Items from a data source:

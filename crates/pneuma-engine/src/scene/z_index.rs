use serde::{Deserialize, Serialize};

/// Drawing layer of a schematic item.
///
/// Items on a higher layer cover lower ones; within a layer, later items
/// win (see [`SortKey`](super::SortKey)).
#[derive(Debug, Copy, Clone, Eq, PartialEq, Ord, PartialOrd, Hash, Default, Serialize, Deserialize)]
pub struct ZIndex(pub i32);

impl ZIndex {
    /// Fills seen through an outline, like the air inside a cylinder barrel.
    pub const BEHIND: ZIndex = ZIndex(-1);
    pub const BASE: ZIndex = ZIndex(0);
    /// Parts crossing in front of their neighbours.
    pub const FRONT: ZIndex = ZIndex(1);

    #[inline]
    pub const fn new(v: i32) -> Self {
        Self(v)
    }

    #[inline]
    pub const fn above(self) -> Self {
        Self(self.0.saturating_add(1))
    }

    #[inline]
    pub const fn below(self) -> Self {
        Self(self.0.saturating_sub(1))
    }

    /// Layer of turn `i` of a winding seen from the side: even turns stay on
    /// `self`, odd turns pass in front of them.
    #[inline]
    pub const fn winding(self, i: usize) -> Self {
        if i % 2 == 1 { self.above() } else { self }
    }
}
use serde::{Deserialize, Serialize};

use crate::coords::{Affine, Rect, Vec2};

use super::{arc_bounds, flatten_arc, PathShape, Shape};

/// Circular arc. Positive `sweep` runs counter-clockwise from `start_angle`.
#[derive(Debug, Copy, Clone, PartialEq, Serialize, Deserialize)]
pub struct ArcShape {
    pub center: Vec2,
    pub radius: f32,
    pub start_angle: f32,
    pub sweep: f32,
}

impl ArcShape {
    #[inline]
    pub fn new(center: Vec2, radius: f32, start_angle: f32, sweep: f32) -> Self {
        Self { center, radius, start_angle, sweep }
    }

    /// Arc from `start` to `end` bending by `angle` radians (positive bulges
    /// to the right of the chord, turning counter-clockwise).
    ///
    /// A vanishing angle degenerates into the straight chord, returned as `None`.
    pub fn between(start: Vec2, end: Vec2, angle: f32) -> Option<Self> {
        let chord = end - start;
        let half = chord.length() * 0.5;
        if angle.abs() < 1e-6 || half <= 0.0 {
            return None;
        }
        let mid = (start + end) * 0.5;
        let left = chord.normalized().perp();
        let center = mid + left * (half / (angle * 0.5).tan());
        let radius = center.distance(start);
        let start_angle = (start - center).angle();
        Some(Self { center, radius, start_angle, sweep: angle })
    }

    pub fn start(&self) -> Vec2 {
        self.point_at(0.0)
    }

    pub fn end(&self) -> Vec2 {
        self.point_at(1.0)
    }

    /// Point at fraction `t` of the sweep.
    #[inline]
    pub fn point_at(&self, t: f32) -> Vec2 {
        self.center + Vec2::from_angle(self.start_angle + self.sweep * t) * self.radius
    }

    pub fn bounds(&self) -> Rect {
        arc_bounds(self.center, self.radius, self.start_angle, self.sweep)
    }

    pub fn outline(&self, tolerance: f32) -> Vec<Vec2> {
        flatten_arc(self.center, self.radius, self.start_angle, self.sweep, tolerance)
    }

    pub fn transformed(&self, t: &Affine) -> Shape {
        match t.as_similarity() {
            Some(sim) => {
                let (start_angle, sweep) = if sim.mirrored {
                    (sim.rotation - self.start_angle, -self.sweep)
                } else {
                    (self.start_angle + sim.rotation, self.sweep)
                };
                Shape::Arc(ArcShape {
                    center: t.apply(self.center),
                    radius: self.radius * sim.scale,
                    start_angle,
                    sweep,
                })
            }
            None => Shape::Path(
                PathShape::open(self.outline(super::DEFAULT_TOLERANCE)).transformed(t),
            ),
        }
    }
}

# How to complete this task
Would you return all of the data exactly as it stands above?

# Exercise solution
filename crates/pneuma-engine/src/scene/z_index.rs
use serde::{Deserialize, Serialize};

/// Drawing layer of a schematic item.
///
/// Items on a higher layer cover lower ones; within a layer, later items
/// win (see [`SortKey`](super::SortKey)).
#[derive(Debug, Copy, Clone, Eq, PartialEq, Ord, PartialOrd, Hash, Default, Serialize, Deserialize)]
pub struct ZIndex(pub i32);

impl ZIndex {
    /// Fills seen through an outline, like the air inside a cylinder barrel.
    pub const BEHIND: ZIndex = ZIndex(-1);
    pub const BASE: ZIndex = ZIndex(0);
    /// Parts crossing in front of their neighbours.
    pub const FRONT: ZIndex = ZIndex(1);

    #[inline]
    pub const fn new(v: i32) -> Self {
        Self(v)
    }

    #[inline]
    pub const fn above(self) -> Self {
        Self(self.0.saturating_add(1))
    }

    #[inline]
    pub const fn below(self) -> Self {
        Self(self.0.saturating_sub(1))
    }

    /// Layer of turn `i` of a winding seen from the side: even turns stay on
    /// `self`, odd turns pass in front of them.
    #[inline]
    pub const fn winding(self, i: usize) -> Self {
        if i % 2 == 1 { self.above() } else { self }
    }
}
use serde::{Deserialize, Serialize};

use crate::coords::{Affine, Rect, Vec2};

use super::{arc_bounds, flatten_arc, PathShape, Shape};

/// Circular arc. Positive `sweep` runs counter-clockwise from `start_angle`.
#[derive(Debug, Copy, Clone, PartialEq, Serialize, Deserialize)]
pub struct ArcShape {
    pub center: Vec2,
    pub radius: f32,
    pub start_angle: f32,
    pub sweep: f32,
}

impl ArcShape {
    #[inline]
    pub fn new(center: Vec2, radius: f32, start_angle: f32, sweep: f32) -> Self {
        Self { center, radius, start_angle, sweep }
    }

    /// Arc from `start` to `end` bending by `angle` radians (positive bulges
    /// to the right of the chord, turning counter-clockwise).
    ///
    /// A vanishing angle degenerates into the straight chord, returned as `None`.
    pub fn between(start: Vec2, end: Vec2, angle: f32) -> Option<Self> {
        let chord = end - start;
        let half = chord.length() * 0.5;
        if angle.abs() < 1e-6 || half <= 0.0 {
            return None;
        }
        let mid = (start + end) * 0.5;
        let left = chord.normalized().perp();
        let center = mid + left * (half / (angle * 0.5).tan());
        let radius = center.distance(start);
        let start_angle = (start - center).angle();
        Some(Self { center, radius, start_angle, sweep: angle })
    }

    pub fn start(&self) -> Vec2 {
        self.point_at(0.0)
    }

    pub fn end(&self) -> Vec2 {
        self.point_at(1.0)
    }

    /// Point at fraction `t` of the sweep.
    #[inline]
    pub fn point_at(&self, t: f32) -> Vec2 {
        self.center + Vec2::from_angle(self.start_angle + self.sweep * t) * self.radius
    }

    pub fn bounds(&self) -> Rect {
        arc_bounds(self.center, self.radius, self.start_angle, self.sweep)
    }

    pub fn outline(&self, tolerance: f32) -> Vec<Vec2> {
        flatten_arc(self.center, self.radius, self.start_angle, self.sweep, tolerance)
    }

    pub fn transformed(&self, t: &Affine) -> Shape {
        match t.as_similarity() {
            Some(sim) => {
                let (start_angle, sweep) = if sim.mirrored {
                    (sim.rotation - self.start_angle, -self.sweep)
                } else {
                    (self.start_angle + sim.rotation, self.sweep)
                };
                Shape::Arc(ArcShape {
                    center: t.apply(self.center),
                    radius: self.radius * sim.scale,
                    start_angle,
                    sweep,
                })
            }
            None => Shape::Path(
                PathShape::open(self.outline(super::DEFAULT_TOLERANCE)).transformed(t),
            ),
        }
    }
}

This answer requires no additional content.